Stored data
*** Block opens ***

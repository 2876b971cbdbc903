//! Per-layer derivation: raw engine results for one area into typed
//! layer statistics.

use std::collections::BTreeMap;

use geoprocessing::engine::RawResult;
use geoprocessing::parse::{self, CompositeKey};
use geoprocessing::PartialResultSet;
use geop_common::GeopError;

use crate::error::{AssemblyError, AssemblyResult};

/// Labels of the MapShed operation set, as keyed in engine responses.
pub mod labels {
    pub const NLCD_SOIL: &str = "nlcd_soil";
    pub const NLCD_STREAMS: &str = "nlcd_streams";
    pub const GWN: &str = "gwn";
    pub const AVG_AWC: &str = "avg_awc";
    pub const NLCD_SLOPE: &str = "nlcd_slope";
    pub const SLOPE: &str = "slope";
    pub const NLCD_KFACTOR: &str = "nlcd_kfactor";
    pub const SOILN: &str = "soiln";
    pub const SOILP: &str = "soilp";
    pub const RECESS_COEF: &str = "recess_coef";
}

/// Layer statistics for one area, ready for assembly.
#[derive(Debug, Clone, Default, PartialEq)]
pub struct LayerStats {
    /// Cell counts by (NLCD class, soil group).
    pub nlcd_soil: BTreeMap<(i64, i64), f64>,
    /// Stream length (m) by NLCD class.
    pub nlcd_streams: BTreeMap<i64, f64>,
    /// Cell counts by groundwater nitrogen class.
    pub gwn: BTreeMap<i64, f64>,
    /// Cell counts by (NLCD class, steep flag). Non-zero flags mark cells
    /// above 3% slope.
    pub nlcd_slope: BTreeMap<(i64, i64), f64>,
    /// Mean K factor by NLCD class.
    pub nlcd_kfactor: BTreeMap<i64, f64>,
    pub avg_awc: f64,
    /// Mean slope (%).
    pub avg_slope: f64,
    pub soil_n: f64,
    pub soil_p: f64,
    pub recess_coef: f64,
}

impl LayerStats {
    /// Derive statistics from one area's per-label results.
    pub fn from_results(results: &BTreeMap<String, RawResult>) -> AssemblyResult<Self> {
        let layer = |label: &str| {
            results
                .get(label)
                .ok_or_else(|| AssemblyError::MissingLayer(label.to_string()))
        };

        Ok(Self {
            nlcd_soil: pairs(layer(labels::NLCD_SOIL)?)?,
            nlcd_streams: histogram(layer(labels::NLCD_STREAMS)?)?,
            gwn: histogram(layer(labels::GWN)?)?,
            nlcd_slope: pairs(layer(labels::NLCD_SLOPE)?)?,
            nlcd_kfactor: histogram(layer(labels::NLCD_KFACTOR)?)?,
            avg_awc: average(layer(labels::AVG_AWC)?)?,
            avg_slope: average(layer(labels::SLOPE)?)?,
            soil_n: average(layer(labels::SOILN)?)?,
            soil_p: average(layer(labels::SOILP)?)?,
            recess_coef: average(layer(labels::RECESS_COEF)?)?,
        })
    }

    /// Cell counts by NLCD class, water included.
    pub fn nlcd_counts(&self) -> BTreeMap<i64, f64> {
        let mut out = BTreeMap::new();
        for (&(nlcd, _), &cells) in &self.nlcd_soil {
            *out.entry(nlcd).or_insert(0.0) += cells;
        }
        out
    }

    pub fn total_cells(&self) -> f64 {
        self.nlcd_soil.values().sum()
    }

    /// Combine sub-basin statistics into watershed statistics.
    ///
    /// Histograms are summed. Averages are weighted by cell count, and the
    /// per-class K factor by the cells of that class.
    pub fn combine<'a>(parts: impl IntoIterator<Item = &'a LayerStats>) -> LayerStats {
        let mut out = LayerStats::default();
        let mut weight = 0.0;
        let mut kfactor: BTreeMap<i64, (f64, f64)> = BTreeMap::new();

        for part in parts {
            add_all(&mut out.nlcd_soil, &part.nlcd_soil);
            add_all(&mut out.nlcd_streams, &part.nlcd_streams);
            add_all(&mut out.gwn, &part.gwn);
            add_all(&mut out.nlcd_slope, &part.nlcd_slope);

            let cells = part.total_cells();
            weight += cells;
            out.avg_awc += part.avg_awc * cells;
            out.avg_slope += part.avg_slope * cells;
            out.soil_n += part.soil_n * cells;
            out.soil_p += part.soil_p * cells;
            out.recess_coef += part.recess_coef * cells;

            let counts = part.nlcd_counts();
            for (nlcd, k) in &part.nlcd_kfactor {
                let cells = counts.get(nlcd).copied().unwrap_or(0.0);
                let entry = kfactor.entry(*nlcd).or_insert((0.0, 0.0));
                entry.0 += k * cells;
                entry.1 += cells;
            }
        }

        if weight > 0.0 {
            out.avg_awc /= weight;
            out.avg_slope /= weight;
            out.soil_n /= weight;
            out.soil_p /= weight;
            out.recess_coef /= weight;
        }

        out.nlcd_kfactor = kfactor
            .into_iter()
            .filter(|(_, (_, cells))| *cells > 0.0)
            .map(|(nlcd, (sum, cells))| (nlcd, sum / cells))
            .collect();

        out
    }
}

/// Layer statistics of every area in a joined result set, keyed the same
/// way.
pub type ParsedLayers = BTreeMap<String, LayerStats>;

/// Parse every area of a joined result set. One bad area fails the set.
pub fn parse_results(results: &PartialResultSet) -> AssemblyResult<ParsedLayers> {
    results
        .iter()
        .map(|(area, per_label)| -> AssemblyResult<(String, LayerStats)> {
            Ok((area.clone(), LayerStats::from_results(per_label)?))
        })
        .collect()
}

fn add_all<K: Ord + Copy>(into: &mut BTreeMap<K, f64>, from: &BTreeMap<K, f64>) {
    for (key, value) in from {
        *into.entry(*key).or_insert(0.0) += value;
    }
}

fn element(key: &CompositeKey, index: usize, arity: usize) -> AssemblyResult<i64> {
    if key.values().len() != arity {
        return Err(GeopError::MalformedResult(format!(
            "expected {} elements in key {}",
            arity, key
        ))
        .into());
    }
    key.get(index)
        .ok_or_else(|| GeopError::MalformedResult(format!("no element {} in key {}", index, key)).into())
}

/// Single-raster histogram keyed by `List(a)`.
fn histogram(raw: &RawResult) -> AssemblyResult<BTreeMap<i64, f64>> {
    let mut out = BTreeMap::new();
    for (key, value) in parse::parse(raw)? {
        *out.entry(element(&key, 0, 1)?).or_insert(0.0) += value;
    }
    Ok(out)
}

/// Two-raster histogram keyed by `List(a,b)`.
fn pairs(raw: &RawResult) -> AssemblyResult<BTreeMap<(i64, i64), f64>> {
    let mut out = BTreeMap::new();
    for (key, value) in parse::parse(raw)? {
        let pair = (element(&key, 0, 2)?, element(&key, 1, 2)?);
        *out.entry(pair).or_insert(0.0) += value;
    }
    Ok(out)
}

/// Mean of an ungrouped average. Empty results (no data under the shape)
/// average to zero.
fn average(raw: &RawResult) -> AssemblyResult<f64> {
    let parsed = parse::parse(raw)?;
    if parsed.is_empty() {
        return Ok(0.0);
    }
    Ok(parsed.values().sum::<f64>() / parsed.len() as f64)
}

*** Block closes ***

Brief → Give again, exactly, every line from the one holding "under the shape)" to the last line of the data.

Final answer →
/// Mean of an ungrouped average. Empty results (no data under the shape)
/// average to zero.
fn average(raw: &RawResult) -> AssemblyResult<f64> {
    let parsed = parse::parse(raw)?;
    if parsed.is_empty() {
        return Ok(0.0);
    }
    Ok(parsed.values().sum::<f64>() / parsed.len() as f64)
}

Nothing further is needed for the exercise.